Municipio de Medellín, Departamento de Antioquia, República de Colombia, papel sellado, firmas, sellos y estampillas, burocracias, y bajando por los ríos de la patria los decapitados: descabezados por los machetes, despanzurrados por los gallinazos, hinchados por el agua y todos, todos, todos, conservadores y liberales por igual, igualados por la Muerte, mi madrina, la verraca que es la que rubrica siempre abajo todos los sumarios. Y que vengan los loros verdes poliglotas de lengua gruesa y me digan si sí o si no. Loritos conservadores y loritos liberales, hermanos míos en Colombia la del odio, no se hagan ilusiones con las palabras que son bien poca cosa: torpes, imprecisas, mendicantes, incapaces de apresar la cambiante realidad que se nos escapa como un río que pretendiéramos agarrar con la mano. «¡Viva el gran partido liberal, abajo conservadores hijueputas!» pasaba gritando una bandada de loros sobre la finca de mi niñez, Santa Anita. Salíamos corriendo con una escopeta a tumbarlos. ¿Tumbarlos? Se nos iban como un polvaredón verde, dejándonos en el azul del cielo una estela de carcajadas: «jua, jua, jua, jua, juaaaa!». Más tarde pasaba otra bandada, ahora de loros conservadores, copartidarios de mi papá, y gritaba: «¡Viva el gran partido conservador, abajo los liberales!». O sea lo mismo pero al revés. ¿Y eso por qué? ¿Por qué los unos una cosa y los otros otra? Hombre, porque a los unos les daba educación doctrinaría el Directorio Liberal de Antioquia, que presidía el doctor Alberto Jaramillo Sánchez, y a los otros el Conservador, que presidía el doctor Luis Navarro Ospina, santo varón que madrugaba todos los días a misa y que tenía el pelo cortado en cepillo. ¿Pero a quién carajos le importa hoy esto? A nadie. Conservadores y liberales por igual eran una mísera roña tinterilla, leguleya, hambreada de puestos públicos, y en siglo y medio de contubernio con la iglesia se cagaron entre todos en Colombia. Que tiene, claro, componedero, yo no digo que no, pero es más fácil armar un huevo quebrado. Amanecer de sinsontes y atardecer de loros, Colombia, Colombita, palomita, te me vas.

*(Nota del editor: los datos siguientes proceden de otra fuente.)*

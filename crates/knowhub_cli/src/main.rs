//! CLI smoke entry point.
//!
//! # Responsibility
//! - Provide a minimal executable to verify `knowhub_core` linkage.
//! - Keep output deterministic for quick local sanity checks.

fn main() {
    println!("knowhub_core ping={}", knowhub_core::ping());
    println!("knowhub_core version={}", knowhub_core::core_version());
    println!(
        "knowhub_core schema_version={}",
        knowhub_core::db::migrations::latest_version()
    );
}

Sobre Puerto Valdivia en el Cauca y Puerto Berrío en el Magdalena vuelan bandadas de loros felices, burlones, rasgándome con su aleteo verde, brusco, seco, el luto lúgubre del corazón. Y se iba el río obsecuente de mí mismo en pos del Cauca que iba al Magdalena que iba al mar. En el Magdalena había caimanes pero en el Cauca no porque era demasiado malgeniado y torrentoso, todo un señor río arrastracadáveres, revuelcacaimanes. Ay abuela, ya los ríos de Colombia se secaron y los loros se murieron y se acabaron los caimanes y el que se pone a recordar se jodió porque el pasado es humo, viento, nada, irrealizadas esperanzas, inasibles añoranzas.

Y como un alma en pena que vuelve a desandar los pasos volvía al corredor delantero de Santa Anita una tarde florecida de azaleas y geranios en que puse a la abuela a leerme a Heidegger (contra su voluntad), y en que mientras ella me leía resignada y yo me mecía plácido en mi mecedora tratando de seguir el hilo de los arduos pensamientos, un colibrí que revoloteaba sobre las macetas me enredaba el hilo con su vuelo y no me dejaba concentrar. De súbito el colibrí se posó en un geranio, el tiempo dejó de fluir y la tarde se eternizó en el instante. En la oscuridad de la noche, en la ceguedad de mi vida, en la prisión de mí mismo, en la estrechez de ese cuarto, en la pequeñez de esa cama, entre zancudos y balas, pude recuperar ese instante y tenía los colores del colibrí: azul, rojo y verde.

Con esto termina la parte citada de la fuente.